(Exercise description): Write out every line below that includes the word "HeaderValue".

(Records for this task):
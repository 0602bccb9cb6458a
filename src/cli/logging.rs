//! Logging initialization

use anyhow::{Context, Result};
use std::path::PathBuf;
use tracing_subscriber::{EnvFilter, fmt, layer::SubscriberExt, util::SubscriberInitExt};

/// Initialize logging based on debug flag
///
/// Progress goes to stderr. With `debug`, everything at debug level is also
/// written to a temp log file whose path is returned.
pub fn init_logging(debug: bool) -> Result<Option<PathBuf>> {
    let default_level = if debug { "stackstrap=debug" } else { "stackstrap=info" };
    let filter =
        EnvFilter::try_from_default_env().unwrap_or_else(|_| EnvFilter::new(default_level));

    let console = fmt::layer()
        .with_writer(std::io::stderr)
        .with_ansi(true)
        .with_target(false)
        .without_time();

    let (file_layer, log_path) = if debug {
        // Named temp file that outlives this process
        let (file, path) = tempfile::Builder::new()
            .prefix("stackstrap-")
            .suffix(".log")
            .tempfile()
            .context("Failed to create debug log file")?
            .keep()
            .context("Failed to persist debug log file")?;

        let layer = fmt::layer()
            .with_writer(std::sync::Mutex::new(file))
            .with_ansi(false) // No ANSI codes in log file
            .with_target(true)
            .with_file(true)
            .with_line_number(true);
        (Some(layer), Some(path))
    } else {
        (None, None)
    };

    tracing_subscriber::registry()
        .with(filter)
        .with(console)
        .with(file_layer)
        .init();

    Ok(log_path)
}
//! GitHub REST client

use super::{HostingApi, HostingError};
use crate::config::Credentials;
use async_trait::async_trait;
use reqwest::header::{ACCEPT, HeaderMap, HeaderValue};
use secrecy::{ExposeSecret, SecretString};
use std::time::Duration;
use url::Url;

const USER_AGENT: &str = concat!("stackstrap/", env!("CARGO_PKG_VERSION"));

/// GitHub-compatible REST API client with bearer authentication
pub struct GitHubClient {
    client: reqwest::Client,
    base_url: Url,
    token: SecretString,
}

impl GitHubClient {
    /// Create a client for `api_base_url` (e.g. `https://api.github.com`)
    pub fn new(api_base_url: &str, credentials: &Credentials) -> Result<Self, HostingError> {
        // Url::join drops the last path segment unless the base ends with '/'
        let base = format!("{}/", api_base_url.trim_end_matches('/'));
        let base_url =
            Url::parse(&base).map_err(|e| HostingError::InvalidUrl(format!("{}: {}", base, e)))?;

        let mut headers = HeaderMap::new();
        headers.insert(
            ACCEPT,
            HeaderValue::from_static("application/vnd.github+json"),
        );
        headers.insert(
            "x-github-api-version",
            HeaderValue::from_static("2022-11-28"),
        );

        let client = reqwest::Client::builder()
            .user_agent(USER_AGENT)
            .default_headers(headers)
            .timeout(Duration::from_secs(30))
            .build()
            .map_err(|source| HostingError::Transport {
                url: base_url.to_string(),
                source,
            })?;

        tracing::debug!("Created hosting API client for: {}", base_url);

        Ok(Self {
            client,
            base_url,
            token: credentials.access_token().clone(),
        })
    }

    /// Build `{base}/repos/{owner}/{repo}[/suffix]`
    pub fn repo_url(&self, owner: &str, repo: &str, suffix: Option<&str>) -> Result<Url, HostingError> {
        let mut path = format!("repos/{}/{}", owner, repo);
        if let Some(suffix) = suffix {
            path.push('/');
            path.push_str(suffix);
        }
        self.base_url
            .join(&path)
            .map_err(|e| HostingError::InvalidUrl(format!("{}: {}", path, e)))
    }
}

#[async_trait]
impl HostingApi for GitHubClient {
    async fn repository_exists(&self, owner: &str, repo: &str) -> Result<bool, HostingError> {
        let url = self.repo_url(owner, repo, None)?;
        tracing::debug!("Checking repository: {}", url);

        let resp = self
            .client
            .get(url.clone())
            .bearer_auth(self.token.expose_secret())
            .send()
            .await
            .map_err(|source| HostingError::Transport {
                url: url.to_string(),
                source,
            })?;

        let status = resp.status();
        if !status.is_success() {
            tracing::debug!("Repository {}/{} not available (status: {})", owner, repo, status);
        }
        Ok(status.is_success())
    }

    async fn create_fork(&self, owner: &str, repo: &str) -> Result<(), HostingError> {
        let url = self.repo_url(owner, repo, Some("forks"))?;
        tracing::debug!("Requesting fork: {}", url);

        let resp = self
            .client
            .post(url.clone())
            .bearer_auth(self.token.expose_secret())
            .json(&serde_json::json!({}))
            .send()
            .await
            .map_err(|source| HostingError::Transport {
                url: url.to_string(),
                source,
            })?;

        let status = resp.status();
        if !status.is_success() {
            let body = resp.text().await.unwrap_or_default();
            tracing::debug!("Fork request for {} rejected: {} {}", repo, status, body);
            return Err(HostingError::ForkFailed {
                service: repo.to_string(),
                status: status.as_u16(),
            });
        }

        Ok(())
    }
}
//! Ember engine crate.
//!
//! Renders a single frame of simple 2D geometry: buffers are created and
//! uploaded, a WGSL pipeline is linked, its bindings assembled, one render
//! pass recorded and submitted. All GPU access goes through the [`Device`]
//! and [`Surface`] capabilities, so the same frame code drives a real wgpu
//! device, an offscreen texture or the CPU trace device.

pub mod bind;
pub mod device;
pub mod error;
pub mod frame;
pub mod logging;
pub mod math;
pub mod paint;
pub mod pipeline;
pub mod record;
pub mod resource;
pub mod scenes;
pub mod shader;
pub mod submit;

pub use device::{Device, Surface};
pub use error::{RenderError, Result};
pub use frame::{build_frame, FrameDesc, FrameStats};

* * *

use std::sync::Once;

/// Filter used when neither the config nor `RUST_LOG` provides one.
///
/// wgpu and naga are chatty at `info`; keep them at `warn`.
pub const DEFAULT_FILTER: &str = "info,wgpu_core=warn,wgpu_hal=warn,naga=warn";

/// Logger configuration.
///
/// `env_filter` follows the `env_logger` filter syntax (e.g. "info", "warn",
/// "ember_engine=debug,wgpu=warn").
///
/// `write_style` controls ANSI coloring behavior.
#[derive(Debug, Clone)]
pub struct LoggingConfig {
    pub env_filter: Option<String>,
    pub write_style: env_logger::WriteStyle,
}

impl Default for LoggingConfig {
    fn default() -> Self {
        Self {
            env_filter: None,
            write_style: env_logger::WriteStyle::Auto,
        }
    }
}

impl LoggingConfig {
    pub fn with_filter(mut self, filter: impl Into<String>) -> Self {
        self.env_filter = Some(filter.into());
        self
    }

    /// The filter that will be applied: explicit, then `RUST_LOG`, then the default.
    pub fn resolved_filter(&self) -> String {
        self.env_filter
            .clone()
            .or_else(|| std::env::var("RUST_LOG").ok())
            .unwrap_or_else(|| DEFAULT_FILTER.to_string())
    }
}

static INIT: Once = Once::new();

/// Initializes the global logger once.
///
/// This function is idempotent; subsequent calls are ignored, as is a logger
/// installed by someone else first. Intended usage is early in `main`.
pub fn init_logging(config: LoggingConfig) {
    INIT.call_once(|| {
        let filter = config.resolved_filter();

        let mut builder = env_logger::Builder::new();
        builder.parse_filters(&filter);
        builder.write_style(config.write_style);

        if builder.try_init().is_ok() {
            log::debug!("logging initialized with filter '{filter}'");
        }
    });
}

(Answer):
use reqwest::header::{ACCEPT, HeaderMap, HeaderValue};
            HeaderValue::from_static("application/vnd.github+json"),
            HeaderValue::from_static("2022-11-28"),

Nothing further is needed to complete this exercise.